The lawyer for 20-year-old Nikkolas Brennan said outside court the motion was withdrawn after reviewing the media coverage of senior Const. John Atkinson's death and the ensuing arrests.

"It was based on the amount of publicity that this matter has been subject to, obviously,'' Dave Jacklin said of the reason behind the initial change of venue request.

"Having reviewed all of the newspaper articles, television broadcasts, radio broadcasts, etc., I formed the opinion that there was really nothing untoward in them that would necessitate a change of venue.''

In May 2006, Atkinson was gunned down while approaching two drug suspects outside a convenience store. Colleagues described the 37-year-old married father of two and 14-year veteran of the force as a dedicated officer.

The slaying shocked Windsor residents - it marked the first time an officer was shot in the line of duty in the more than 120-year history of the city's police force.

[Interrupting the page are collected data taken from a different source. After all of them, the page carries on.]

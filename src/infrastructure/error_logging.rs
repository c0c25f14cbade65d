use std::collections::HashMap;
use std::fs::{File, OpenOptions};
use std::io::Write;
use std::path::{Path, PathBuf};
use std::sync::Mutex;

use anyhow::Result;
use chrono::Local;

/// 错误类型分类
#[derive(Debug, Clone, Copy, PartialEq, Eq, Hash)]
pub enum ErrorType {
    /// 目录无法列出
    DirectoryRead,
    /// 文件无法读取
    FileRead,
    /// 复制失败
    Copy,
    /// 删除源文件失败
    Remove,
    /// 回滚时删除目标副本失败
    Rollback,
    /// 创建目标目录失败
    CreateDirectory,
}

impl ErrorType {
    pub fn as_str(&self) -> &'static str {
        match self {
            ErrorType::DirectoryRead => "目录读取",
            ErrorType::FileRead => "文件读取",
            ErrorType::Copy => "文件复制",
            ErrorType::Remove => "删除源文件",
            ErrorType::Rollback => "回滚副本",
            ErrorType::CreateDirectory => "创建目录",
        }
    }

    /// 是否属于搬移阶段的错误（需要在控制台汇总）
    pub fn is_relocation(&self) -> bool {
        !matches!(self, ErrorType::DirectoryRead | ErrorType::FileRead)
    }
}

/// 错误日志记录器
///
/// 计数始终进行；只有启用时才写入错误日志文件。
pub struct ErrorLogger {
    error_file: Mutex<Option<File>>,
    error_path: PathBuf,
    enabled: bool,
    error_counts: Mutex<HashMap<ErrorType, usize>>,
}

impl ErrorLogger {
    /// 创建新的错误日志记录器
    pub fn new(enabled: bool) -> Result<Self> {
        if !enabled {
            return Ok(Self {
                error_file: Mutex::new(None),
                error_path: PathBuf::new(),
                enabled: false,
                error_counts: Mutex::new(HashMap::new()),
            });
        }

        let timestamp = Local::now().format("%Y%m%d_%H%M%S");
        Self::create_at(PathBuf::from(format!("searchmyfiles_error_{}.log", timestamp)))
    }

    /// 在指定路径创建错误日志文件
    pub fn create_at(error_path: PathBuf) -> Result<Self> {
        let mut file = OpenOptions::new()
            .create(true)
            .append(true)
            .open(&error_path)?;

        file.write_all(&[0xEF, 0xBB, 0xBF])?; // UTF-8 BOM
        writeln!(file, "# SearchMyFiles 错误日志")?;
        writeln!(file, "# 开始时间: {}", Local::now().format("%Y-%m-%d %H:%M:%S"))?;
        writeln!(file, "# ============================================")?;
        writeln!(file)?;

        Ok(Self {
            error_file: Mutex::new(Some(file)),
            error_path,
            enabled: true,
            error_counts: Mutex::new(HashMap::new()),
        })
    }

    /// 记录错误
    pub fn log_error(
        &self,
        error_type: ErrorType,
        file_path: Option<&Path>,
        message: &str,
        details: Option<&str>,
    ) -> Result<()> {
        if let Ok(mut counts) = self.error_counts.lock() {
            *counts.entry(error_type).or_insert(0) += 1;
        }

        if !self.enabled {
            return Ok(());
        }

        let timestamp = Local::now().format("%Y-%m-%d %H:%M:%S%.3f");
        if let Ok(mut file_guard) = self.error_file.lock() {
            if let Some(ref mut file) = *file_guard {
                writeln!(file, "[{}] {} - {}", timestamp, error_type.as_str(), message)?;

                if let Some(path) = file_path {
                    writeln!(file, "  文件路径: {}", path.display())?;
                }

                if let Some(detail) = details {
                    writeln!(file, "  详细信息: {}", detail)?;
                }

                writeln!(file)?;
                file.flush()?;
            }
        }

        Ok(())
    }

    /// 获取错误统计信息
    pub fn get_error_summary(&self) -> HashMap<ErrorType, usize> {
        self.error_counts
            .lock()
            .map(|counts| counts.clone())
            .unwrap_or_default()
    }

    /// 搬移阶段的错误数
    pub fn relocation_errors(&self) -> usize {
        self.get_error_summary()
            .iter()
            .filter(|(error_type, _)| error_type.is_relocation())
            .map(|(_, count)| count)
            .sum()
    }

    pub fn error_path(&self) -> &Path {
        &self.error_path
    }

    pub fn is_enabled(&self) -> bool {
        self.enabled
    }

    /// 完成错误日志记录
    pub fn finalize(&self) -> Result<()> {
        if !self.enabled {
            return Ok(());
        }

        let summary = self.get_error_summary();
        if let Ok(mut file_guard) = self.error_file.lock() {
            if let Some(ref mut file) = *file_guard {
                writeln!(file, "# ============================================")?;
                writeln!(file, "# 结束时间: {}", Local::now().format("%Y-%m-%d %H:%M:%S"))?;

                if summary.is_empty() {
                    writeln!(file, "# 无错误记录")?;
                } else {
                    writeln!(file, "# 错误统计:")?;
                    for (error_type, count) in &summary {
                        writeln!(file, "#   {}: {} 次", error_type.as_str(), count)?;
                    }
                    writeln!(file, "#   总计: {} 个错误", summary.values().sum::<usize>())?;
                }

                file.flush()?;
            }
        }

        Ok(())
    }
}

#[cfg(test)]
mod tests {
    use super::*;
    use tempfile::tempdir;

    #[test]
    fn test_error_logger_creation() {
        let logger = ErrorLogger::new(false).unwrap();
        assert!(logger.get_error_summary().is_empty());
        assert_eq!(logger.relocation_errors(), 0);
    }

    #[test]
    fn test_disabled_logger_still_counts() {
        let logger = ErrorLogger::new(false).unwrap();
        logger
            .log_error(ErrorType::Copy, Some(Path::new("/a.txt")), "复制失败", None)
            .unwrap();
        logger
            .log_error(ErrorType::DirectoryRead, None, "无法列出目录", None)
            .unwrap();

        assert_eq!(logger.get_error_summary().values().sum::<usize>(), 2);
        assert_eq!(logger.relocation_errors(), 1);
    }

    #[test]
    fn test_error_logging_to_file() {
        let temp_dir = tempdir().unwrap();
        let path = temp_dir.path().join("error.log");
        let logger = ErrorLogger::create_at(path.clone()).unwrap();

        logger
            .log_error(
                ErrorType::FileRead,
                Some(Path::new("/test/path")),
                "测试错误",
                Some("详细信息"),
            )
            .unwrap();
        logger.finalize().unwrap();

        let summary = logger.get_error_summary();
        assert_eq!(summary.get(&ErrorType::FileRead), Some(&1));

        let content = std::fs::read_to_string(&path).unwrap();
        assert!(content.contains("文件读取 - 测试错误"));
        assert!(content.contains("总计: 1 个错误"));
    }

    #[test]
    fn test_error_types() {
        assert_eq!(ErrorType::FileRead.as_str(), "文件读取");
        assert!(ErrorType::Rollback.is_relocation());
        assert!(!ErrorType::DirectoryRead.is_relocation());
    }
}
use std::io;
use std::path::Path;

use crate::domain::classifier::ClassificationRules;
use crate::domain::matcher::TextMatcher;
use crate::domain::search::MatchRecord;
use crate::infrastructure::{join_path, FileSystem};

/// 默认每搜索多少个文件报告一次进度
pub const DEFAULT_PROGRESS_INTERVAL: u64 = 100;

/// 遍历过程中的旁路通知
#[derive(Debug)]
pub enum WalkEvent<'a> {
    /// 已搜索的文件数达到进度间隔的整数倍
    Progress { files_searched: u64 },
    /// 一个文件搜索完毕（无论是否匹配）
    Searched { path: &'a Path, matched: bool },
    /// 找到匹配文件
    Found(&'a Path),
    /// 目录无法列出，整个子树被跳过
    SkippedDirectory { path: &'a Path, error: &'a io::Error },
    /// 文本文件无法打开，按不匹配处理
    UnreadableFile { path: &'a Path, error: &'a io::Error },
}

/// 遍历结果
#[derive(Debug, Default, Clone, PartialEq, Eq)]
pub struct WalkOutcome {
    /// 按发现顺序排列的匹配
    pub matches: Vec<MatchRecord>,
    pub files_searched: u64,
    pub files_found: u64,
}

/// 深度优先的目录遍历器
pub struct Walker<'a, F: FileSystem + ?Sized> {
    fs: &'a F,
    rules: &'a ClassificationRules,
    matcher: &'a TextMatcher,
    progress_interval: u64,
}

impl<'a, F: FileSystem + ?Sized> Walker<'a, F> {
    pub fn new(fs: &'a F, rules: &'a ClassificationRules, matcher: &'a TextMatcher) -> Self {
        Self {
            fs,
            rules,
            matcher,
            progress_interval: DEFAULT_PROGRESS_INTERVAL,
        }
    }

    pub fn with_progress_interval(mut self, interval: u64) -> Self {
        self.progress_interval = interval.max(1);
        self
    }

    /// 从根目录开始搜索，单个目录或文件出错不会中断遍历
    pub fn search<E>(&self, root: &Path, mut on_event: E) -> WalkOutcome
    where
        E: FnMut(WalkEvent<'_>),
    {
        let mut outcome = WalkOutcome::default();
        self.walk_dir(root, &mut outcome, &mut on_event);
        outcome
    }

    fn walk_dir<E>(&self, dir: &Path, outcome: &mut WalkOutcome, on_event: &mut E)
    where
        E: FnMut(WalkEvent<'_>),
    {
        let entries = match self.fs.list_entries(dir) {
            Ok(entries) => entries,
            Err(error) => {
                on_event(WalkEvent::SkippedDirectory { path: dir, error: &error });
                return;
            }
        };

        for entry in entries {
            let full_path = join_path(dir, &entry.name);

            if entry.is_dir {
                self.walk_dir(&full_path, outcome, on_event);
                continue;
            }

            // 管道、设备等特殊文件打开时可能阻塞，只搜索普通文件
            if !entry.is_file {
                continue;
            }

            if !self.rules.should_search(&entry.name.to_string_lossy()) {
                continue;
            }

            outcome.files_searched += 1;
            if outcome.files_searched % self.progress_interval == 0 {
                on_event(WalkEvent::Progress { files_searched: outcome.files_searched });
            }

            let matched = self.file_matches(&full_path, on_event);
            on_event(WalkEvent::Searched { path: &full_path, matched });
            if matched {
                on_event(WalkEvent::Found(&full_path));
                outcome.matches.push(MatchRecord::new(full_path));
                outcome.files_found += 1;
            }
        }
    }

    /// 打开并匹配单个文件，读取器在返回前关闭
    fn file_matches<E>(&self, path: &Path, on_event: &mut E) -> bool
    where
        E: FnMut(WalkEvent<'_>),
    {
        match self.fs.open_for_read(path) {
            Ok(reader) => self.matcher.contains_text(reader),
            Err(error) => {
                on_event(WalkEvent::UnreadableFile { path, error: &error });
                false
            }
        }
    }
}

Within days, police laid first-degree murder charges against both Brennan and Coty Defausses. Prosecutors eventually dropped the murder charge against Defausses, who was later sentenced to 20 months on drug charges.

He is expected to testify during Brennan's trial.

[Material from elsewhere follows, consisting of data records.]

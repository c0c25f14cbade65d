use std::io::{self, BufRead, Write};
use std::path::PathBuf;

use indicatif::{ProgressBar, ProgressStyle};

use crate::application::{ControllerEvent, Frontend, RelocationChoice};
use crate::presentation::display::{
    print_found, print_relocation_entry, print_relocation_summary, SearchSummary,
};

/// 基于标准输入输出的交互界面
pub struct ConsoleFrontend<R, W> {
    input: R,
    output: W,
    color: bool,
    show_spinner: bool,
    spinner: Option<ProgressBar>,
}

impl<R: BufRead, W: Write> ConsoleFrontend<R, W> {
    pub fn new(input: R, output: W) -> Self {
        Self {
            input,
            output,
            color: false,
            show_spinner: false,
            spinner: None,
        }
    }

    pub fn with_color(mut self, color: bool) -> Self {
        self.color = color;
        self
    }

    /// 搜索期间显示进度动画（否则每次进度输出一行）
    pub fn with_spinner(mut self, show_spinner: bool) -> Self {
        self.show_spinner = show_spinner;
        self
    }

    pub fn output_mut(&mut self) -> &mut W {
        &mut self.output
    }

    /// 读取一行输入，已到输入末尾时返回 None
    fn prompt(&mut self, message: &str) -> io::Result<Option<String>> {
        write!(self.output, "{}", message)?;
        self.output.flush()?;

        let mut line = String::new();
        if self.input.read_line(&mut line)? == 0 {
            return Ok(None);
        }
        Ok(Some(line.trim_end_matches(['\r', '\n']).to_string()))
    }

    /// 交互式获取搜索目录和搜索文本
    pub fn ask_search_inputs(&mut self) -> io::Result<(String, String)> {
        let path = self.prompt("请输入搜索目录: ")?.unwrap_or_default();
        let text = self.prompt("请输入要搜索的文本: ")?.unwrap_or_default();
        writeln!(self.output)?;
        Ok((path, text))
    }

    fn start_spinner(&mut self) {
        if !self.show_spinner {
            return;
        }

        let spinner = ProgressBar::new_spinner();
        if let Ok(style) =
            ProgressStyle::default_spinner().template("{spinner:.green} [{elapsed_precise}] {msg}")
        {
            spinner.set_style(style);
        }
        spinner.set_message("已搜索 0 个文件");
        self.spinner = Some(spinner);
    }

    /// 输出一行；进度动画运行时先暂停动画
    fn emit(&mut self, f: impl FnOnce(&mut W, bool) -> io::Result<()>) {
        let color = self.color;
        let output = &mut self.output;
        let _ = match &self.spinner {
            Some(spinner) => spinner.suspend(|| f(output, color)),
            None => f(output, color),
        };
    }

    fn handle(&mut self, event: ControllerEvent<'_>) -> io::Result<()> {
        match event {
            ControllerEvent::SearchStarted { request } => {
                writeln!(self.output, "搜索内容: '{}'", request.search_text())?;
                writeln!(self.output, "起始目录: {}", request.root_path().display())?;
                writeln!(self.output, "目录较大时可能需要一些时间...\n")?;
                self.start_spinner();
            }
            ControllerEvent::Progress { files_searched } => match &self.spinner {
                Some(spinner) => {
                    spinner.set_message(format!("已搜索 {} 个文件", files_searched));
                    spinner.tick();
                }
                None => writeln!(self.output, "已搜索 {} 个文件...", files_searched)?,
            },
            ControllerEvent::Found(path) => {
                self.emit(|out, color| print_found(out, path, color));
            }
            ControllerEvent::SearchFinished { files_searched, files_found, elapsed } => {
                if let Some(spinner) = self.spinner.take() {
                    spinner.finish_and_clear();
                }
                SearchSummary { files_searched, files_found, elapsed }.print(&mut self.output)?;
            }
            ControllerEvent::NoMatches { search_text } => {
                writeln!(self.output, "\n没有文件包含 '{}'", search_text)?;
            }
            ControllerEvent::CreatingDestination(path) => {
                writeln!(self.output, "创建目录: {}", path.display())?;
            }
            ControllerEvent::DestinationFailed { path, error } => {
                writeln!(self.output, "无法创建目录 {}: {}", path.display(), error)?;
            }
            ControllerEvent::RelocationStarted { mode, count, dest_dir } => {
                writeln!(self.output, "\n正在{} {} 个文件到: {}", mode, count, dest_dir.display())?;
            }
            ControllerEvent::Relocated(entry) => {
                print_relocation_entry(&mut self.output, entry, self.color)?;
            }
            ControllerEvent::RelocationFinished(report) => {
                print_relocation_summary(&mut self.output, report)?;
            }
            ControllerEvent::MoveCancelled => {
                writeln!(self.output, "已取消移动。")?;
            }
            ControllerEvent::NoDestination => {
                writeln!(self.output, "未提供目标目录，只显示结果。")?;
            }
        }
        self.output.flush()
    }
}

impl<R: BufRead, W: Write> Frontend for ConsoleFrontend<R, W> {
    fn notify(&mut self, event: ControllerEvent<'_>) {
        // 控制台写入失败不影响搜索和搬移本身
        let _ = self.handle(event);
    }

    fn choose_action(&mut self, _files_found: u64) -> io::Result<RelocationChoice> {
        writeln!(self.output, "\n接下来要做什么?")?;
        writeln!(self.output, "1) 复制文件到其他目录")?;
        writeln!(self.output, "2) 移动文件到其他目录")?;
        writeln!(self.output, "3) 只显示结果 (不做任何操作)")?;

        let choice = self.prompt("请输入选项 [1-3]: ")?;
        Ok(match choice.as_deref().map(str::trim) {
            Some("1") => RelocationChoice::Copy,
            Some("2") => RelocationChoice::Move,
            _ => RelocationChoice::ShowOnly,
        })
    }

    fn destination_dir(&mut self) -> io::Result<Option<PathBuf>> {
        Ok(self
            .prompt("请输入目标目录: ")?
            .map(|dir| dir.trim().to_string())
            .filter(|dir| !dir.is_empty())
            .map(PathBuf::from))
    }

    fn confirm_move(&mut self) -> io::Result<bool> {
        writeln!(self.output, "\n警告: 移动文件是永久性的!")?;
        writeln!(self.output, "文件将从原位置删除。")?;
        writeln!(self.output, "如有需要请先做好备份。\n")?;

        let answer = self.prompt("确定吗? (yes/no): ")?;
        Ok(matches!(
            answer.map(|a| a.trim().to_ascii_lowercase()).as_deref(),
            Some("yes") | Some("y")
        ))
    }
}

#[cfg(test)]
mod tests {
    use super::*;
    use std::io::Cursor;
    use std::path::Path;

    fn console(input: &str) -> ConsoleFrontend<Cursor<Vec<u8>>, Vec<u8>> {
        ConsoleFrontend::new(Cursor::new(input.as_bytes().to_vec()), Vec::new())
    }

    fn output_of(console: &mut ConsoleFrontend<Cursor<Vec<u8>>, Vec<u8>>) -> String {
        String::from_utf8(console.output_mut().clone()).unwrap()
    }

    #[test]
    fn test_ask_search_inputs() {
        let mut c = console("/data\r\nHello World\n");
        let (path, text) = c.ask_search_inputs().unwrap();
        assert_eq!(path, "/data");
        assert_eq!(text, "Hello World");
    }

    #[test]
    fn test_ask_search_inputs_at_eof() {
        let mut c = console("");
        assert_eq!(c.ask_search_inputs().unwrap(), (String::new(), String::new()));
    }

    #[test]
    fn test_choose_action() {
        assert_eq!(console("1\n").choose_action(3).unwrap(), RelocationChoice::Copy);
        assert_eq!(console(" 2 \n").choose_action(3).unwrap(), RelocationChoice::Move);
        assert_eq!(console("3\n").choose_action(3).unwrap(), RelocationChoice::ShowOnly);
        assert_eq!(console("x\n").choose_action(3).unwrap(), RelocationChoice::ShowOnly);
        assert_eq!(console("").choose_action(3).unwrap(), RelocationChoice::ShowOnly);
    }

    #[test]
    fn test_confirm_move() {
        assert!(console("yes\n").confirm_move().unwrap());
        assert!(console("Y\n").confirm_move().unwrap());
        assert!(!console("no\n").confirm_move().unwrap());
        assert!(!console("").confirm_move().unwrap());

        let mut c = console("n\n");
        c.confirm_move().unwrap();
        assert!(output_of(&mut c).contains("警告: 移动文件是永久性的!"));
    }

    #[test]
    fn test_destination_dir() {
        assert_eq!(console(" /out \n").destination_dir().unwrap(), Some(PathBuf::from("/out")));
        assert_eq!(console("\n").destination_dir().unwrap(), None);
        assert_eq!(console("   \n").destination_dir().unwrap(), None);
        assert_eq!(console("").destination_dir().unwrap(), None);
    }

    #[test]
    fn test_run_ends_normally_without_destination() {
        use crate::application::{Config, Controller, ControllerState};
        use crate::infrastructure::{ErrorLogger, InMemoryFs, Logger};

        let fs = InMemoryFs::new();
        fs.add_file("/root/a.txt", "hello world");
        let config = Config::default();
        let logger = Logger::disabled();
        let error_logger = ErrorLogger::new(false).unwrap();

        // 输入在目标目录提示处结束，以及目标目录为空行
        for input in ["1\n", "1\n\n", "2\n"] {
            let mut c = console(input);
            let mut controller = Controller::new(&fs, &config, &logger, &error_logger);
            let summary = controller.run("/root", "hello", &mut c).unwrap();

            assert!(summary.relocation.is_none());
            assert_eq!(controller.state(), ControllerState::Done);
            assert!(fs.is_file("/root/a.txt"));
            assert!(output_of(&mut c).contains("未提供目标目录，只显示结果。"));
        }
    }

    #[test]
    fn test_progress_and_found_lines_without_spinner() {
        let mut c = console("");
        c.notify(ControllerEvent::Progress { files_searched: 100 });
        c.notify(ControllerEvent::Found(Path::new("/r/a.txt")));
        c.notify(ControllerEvent::MoveCancelled);

        assert_eq!(output_of(&mut c), "已搜索 100 个文件...\n找到: /r/a.txt\n已取消移动。\n");
    }
}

On Monday, Brennan, his face ridden with acne and sporting a tattoo on his neck, stared blankly at the judge as the case was adjourned to July 11 to set dates for trial and pretrial motions.

There is a publication ban on the proceedings.

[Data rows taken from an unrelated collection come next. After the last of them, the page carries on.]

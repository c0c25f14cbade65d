use std::io::{self, IsTerminal, Write};
use std::path::PathBuf;

use anyhow::Result;
use clap::Parser;

use searchmyfiles::presentation::print_banner;
use searchmyfiles::{
    Config, ConsoleFrontend, Controller, ControllerError, ErrorLogger, Logger, LoggerTrait, RealFs,
};

/// 在目录中查找包含指定文本的文件，并可复制或移动到其他目录
#[derive(Parser, Debug)]
#[clap(author, version, about, long_about = None)]
struct Args {
    /// 要搜索的目录路径（与搜索文本同时给出，否则进入交互模式）
    path: Option<String>,

    /// 要搜索的文本（不区分大小写）
    text: Option<String>,

    /// 配置文件路径，不存在时会创建默认配置
    #[clap(long)]
    config: Option<PathBuf>,

    /// 启用详细日志记录，日志文件保存在当前目录
    #[clap(long)]
    log: bool,

    /// 不使用颜色输出
    #[clap(long)]
    no_color: bool,
}

fn run(args: Args) -> Result<i32> {
    let config = match &args.config {
        Some(path) => Config::load_or_create(path)?,
        None => Config::default(),
    };

    let logger = Logger::new(args.log)?;
    let error_logger = ErrorLogger::new(args.log)?;

    let stdout = io::stdout();
    let interactive = stdout.is_terminal();
    let mut console = ConsoleFrontend::new(io::stdin().lock(), stdout.lock())
        .with_color(config.display.color && !args.no_color && interactive)
        .with_spinner(interactive);

    print_banner(console.output_mut())?;

    let (root, text) = match (args.path, args.text) {
        (Some(path), Some(text)) => {
            let out = console.output_mut();
            writeln!(out, "使用命令行参数:")?;
            writeln!(out, "路径: {}", path)?;
            writeln!(out, "搜索文本: {}\n", text)?;
            (path, text)
        }
        _ => console.ask_search_inputs()?,
    };

    let fs = RealFs;
    let mut controller = Controller::new(&fs, &config, &logger, &error_logger);
    let result = controller.run(root, text, &mut console);
    error_logger.finalize()?;

    match result {
        Ok(_) => {
            let out = console.output_mut();
            let relocation_errors = error_logger.relocation_errors();
            if relocation_errors > 0 {
                writeln!(out, "\n⚠️  搬移过程中发生 {} 个错误", relocation_errors)?;
                if error_logger.is_enabled() {
                    writeln!(out, "  详细错误信息请查看: {}", error_logger.error_path().display())?;
                }
            }
            if logger.is_enabled() {
                writeln!(out, "完整日志已保存到: {}", logger.log_path().display())?;
            }
            Ok(0)
        }
        Err(ControllerError::Input(err)) => {
            eprintln!("错误: {}", err);
            Ok(1)
        }
        Err(err) => Err(err.into()),
    }
}

fn main() {
    let args = Args::parse();

    match run(args) {
        Ok(code) => std::process::exit(code),
        Err(err) => {
            eprintln!("错误: {:#}", err);
            std::process::exit(1);
        }
    }
}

Both the Crown and the defence estimated that the jury trial will last roughly four weeks.

Assistant Crown prosecutor Walter Costa said outside court that he wasn't surprised Brennan withdrew the change of venue motion.

"The Crown's position was that this was the appropriate venue and all the safeguards are there for a fair trial,'' said Costa, who added he's confident a jury of "fair-minded'' and "impartial'' jurors can be found in Windsor.

Atkinson's funeral drew some 5,000 police officers from across North America, local dignitaries and Premier Dalton McGuinty.

A neighbourhood community centre was renamed this year in Atkinson's honour.